> _Your instructions_: Please reproduce the full listing exactly, with nothing added.

> _Listed records_:
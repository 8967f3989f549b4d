use super::*;
use crate::errors::EvalErrorKind;
use crate::types::{ComplexKind, FloatKind, IntKind, Type};
use crate::value::{Constant, Value};
use pretty_assertions::assert_eq;

fn untyped(v: i64) -> Value {
    Value::Untyped(Constant::int(v))
}

#[test]
fn untyped_constant_collapses_to_target() {
    let v = assign_convert(untyped(7), &Type::Int(IntKind::Uint8)).unwrap();
    assert_eq!(v, Value::typed_int(IntKind::Uint8, 7));
}

#[test]
fn overflowing_constant_is_rejected() {
    let err = assign_convert(untyped(256), &Type::Int(IntKind::Uint8)).unwrap_err();
    assert!(matches!(err.kind, EvalErrorKind::TypeMismatch { .. }));
    assert_eq!(err.message, "constant 256 overflows uint8");
}

#[test]
fn nil_becomes_typed_nil() {
    let ty = Type::slice(Type::Int(IntKind::Uint8));
    let v = assign_convert(Value::Nil, &ty).unwrap();
    assert!(v.is_nil());
    assert_eq!(v.type_of(), ty);
    assert!(assign_convert(Value::Nil, &Type::INT).is_err());
}

#[test]
fn interface_keeps_dynamic_value() {
    let v = assign_convert(untyped(1), &Type::any()).unwrap();
    assert_eq!(v, Value::int(1));
    let v = assign_convert(Value::Nil, &Type::any()).unwrap();
    assert_eq!(v, Value::Nil);
}

#[test]
fn error_interface_requires_method() {
    let err = assign_convert(Value::int(1), &Type::error()).unwrap_err();
    assert!(matches!(err.kind, EvalErrorKind::TypeMismatch { .. }));
}

#[test]
fn typed_mismatch_is_rejected() {
    let err = assign_convert(Value::string("x"), &Type::INT).unwrap_err();
    assert!(matches!(err.kind, EvalErrorKind::TypeMismatch { .. }));
}

#[test]
fn integer_conversion_wraps() {
    let v = convert(Value::int(300), &Type::Int(IntKind::Uint8)).unwrap();
    assert_eq!(v, Value::typed_int(IntKind::Uint8, 44));
    let v = convert(Value::typed_int(IntKind::Int8, -1), &Type::Int(IntKind::Uint16)).unwrap();
    assert_eq!(v, Value::typed_int(IntKind::Uint16, 65535));
}

#[test]
fn float_conversion_truncates() {
    let v = convert(Value::float64(-2.75), &Type::INT).unwrap();
    assert_eq!(v, Value::int(-2));
    let v = convert(Value::int(3), &Type::Float(FloatKind::F32)).unwrap();
    assert_eq!(v, Value::float32(3.0));
}

#[test]
fn constant_conversions() {
    let v = convert(untyped(65), &Type::String).unwrap();
    assert_eq!(v, Value::string("A"));
    let v = convert(untyped(64), &Type::Int(IntKind::Int8)).unwrap();
    assert_eq!(v, Value::typed_int(IntKind::Int8, 64));
    let v = convert(untyped(2), &Type::Complex(ComplexKind::C64)).unwrap();
    assert_eq!(v, Value::complex(ComplexKind::C64, 2.0, 0.0));
}

#[test]
fn string_byte_and_rune_slices() {
    let bytes = convert(Value::string("hé"), &Type::slice(Type::Int(IntKind::Uint8))).unwrap();
    match &bytes {
        Value::Slice(s) => assert_eq!(s.len(), 3),
        other => panic!("expected slice, got {other:?}"),
    }
    assert_eq!(convert(bytes, &Type::String).unwrap(), Value::string("hé"));

    let runes = convert(Value::string("hé"), &Type::slice(Type::Int(IntKind::Int32))).unwrap();
    match &runes {
        Value::Slice(s) => assert_eq!(s.len(), 2),
        other => panic!("expected slice, got {other:?}"),
    }
    assert_eq!(convert(runes, &Type::String).unwrap(), Value::string("hé"));
}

> _Exercise result_:
repository 8967f3989f549b4d
use super::*;
use crate::errors::EvalErrorKind;
use crate::types::{ComplexKind, FloatKind, IntKind, Type};
use crate::value::{Constant, Value};
use pretty_assertions::assert_eq;

fn untyped(v: i64) -> Value {
    Value::Untyped(Constant::int(v))
}

#[test]
fn untyped_constant_collapses_to_target() {
    let v = assign_convert(untyped(7), &Type::Int(IntKind::Uint8)).unwrap();
    assert_eq!(v, Value::typed_int(IntKind::Uint8, 7));
}

#[test]
fn overflowing_constant_is_rejected() {
    let err = assign_convert(untyped(256), &Type::Int(IntKind::Uint8)).unwrap_err();
    assert!(matches!(err.kind, EvalErrorKind::TypeMismatch { .. }));
    assert_eq!(err.message, "constant 256 overflows uint8");
}

#[test]
fn nil_becomes_typed_nil() {
    let ty = Type::slice(Type::Int(IntKind::Uint8));
    let v = assign_convert(Value::Nil, &ty).unwrap();
    assert!(v.is_nil());
    assert_eq!(v.type_of(), ty);
    assert!(assign_convert(Value::Nil, &Type::INT).is_err());
}

#[test]
fn interface_keeps_dynamic_value() {
    let v = assign_convert(untyped(1), &Type::any()).unwrap();
    assert_eq!(v, Value::int(1));
    let v = assign_convert(Value::Nil, &Type::any()).unwrap();
    assert_eq!(v, Value::Nil);
}

#[test]
fn error_interface_requires_method() {
    let err = assign_convert(Value::int(1), &Type::error()).unwrap_err();
    assert!(matches!(err.kind, EvalErrorKind::TypeMismatch { .. }));
}

#[test]
fn typed_mismatch_is_rejected() {
    let err = assign_convert(Value::string("x"), &Type::INT).unwrap_err();
    assert!(matches!(err.kind, EvalErrorKind::TypeMismatch { .. }));
}

#[test]
fn integer_conversion_wraps() {
    let v = convert(Value::int(300), &Type::Int(IntKind::Uint8)).unwrap();
    assert_eq!(v, Value::typed_int(IntKind::Uint8, 44));
    let v = convert(Value::typed_int(IntKind::Int8, -1), &Type::Int(IntKind::Uint16)).unwrap();
    assert_eq!(v, Value::typed_int(IntKind::Uint16, 65535));
}

#[test]
fn float_conversion_truncates() {
    let v = convert(Value::float64(-2.75), &Type::INT).unwrap();
    assert_eq!(v, Value::int(-2));
    let v = convert(Value::int(3), &Type::Float(FloatKind::F32)).unwrap();
    assert_eq!(v, Value::float32(3.0));
}

#[test]
fn constant_conversions() {
    let v = convert(untyped(65), &Type::String).unwrap();
    assert_eq!(v, Value::string("A"));
    let v = convert(untyped(64), &Type::Int(IntKind::Int8)).unwrap();
    assert_eq!(v, Value::typed_int(IntKind::Int8, 64));
    let v = convert(untyped(2), &Type::Complex(ComplexKind::C64)).unwrap();
    assert_eq!(v, Value::complex(ComplexKind::C64, 2.0, 0.0));
}

#[test]
fn string_byte_and_rune_slices() {
    let bytes = convert(Value::string("hé"), &Type::slice(Type::Int(IntKind::Uint8))).unwrap();
    match &bytes {
        Value::Slice(s) => assert_eq!(s.len(), 3),
        other => panic!("expected slice, got {other:?}"),
    }
    assert_eq!(convert(bytes, &Type::String).unwrap(), Value::string("hé"));

    let runes = convert(Value::string("hé"), &Type::slice(Type::Int(IntKind::Int32))).unwrap();
    match &runes {
        Value::Slice(s) => assert_eq!(s.len(), 2),
        other => panic!("expected slice, got {other:?}"),
    }
    assert_eq!(convert(runes, &Type::String).unwrap(), Value::string("hé"));
}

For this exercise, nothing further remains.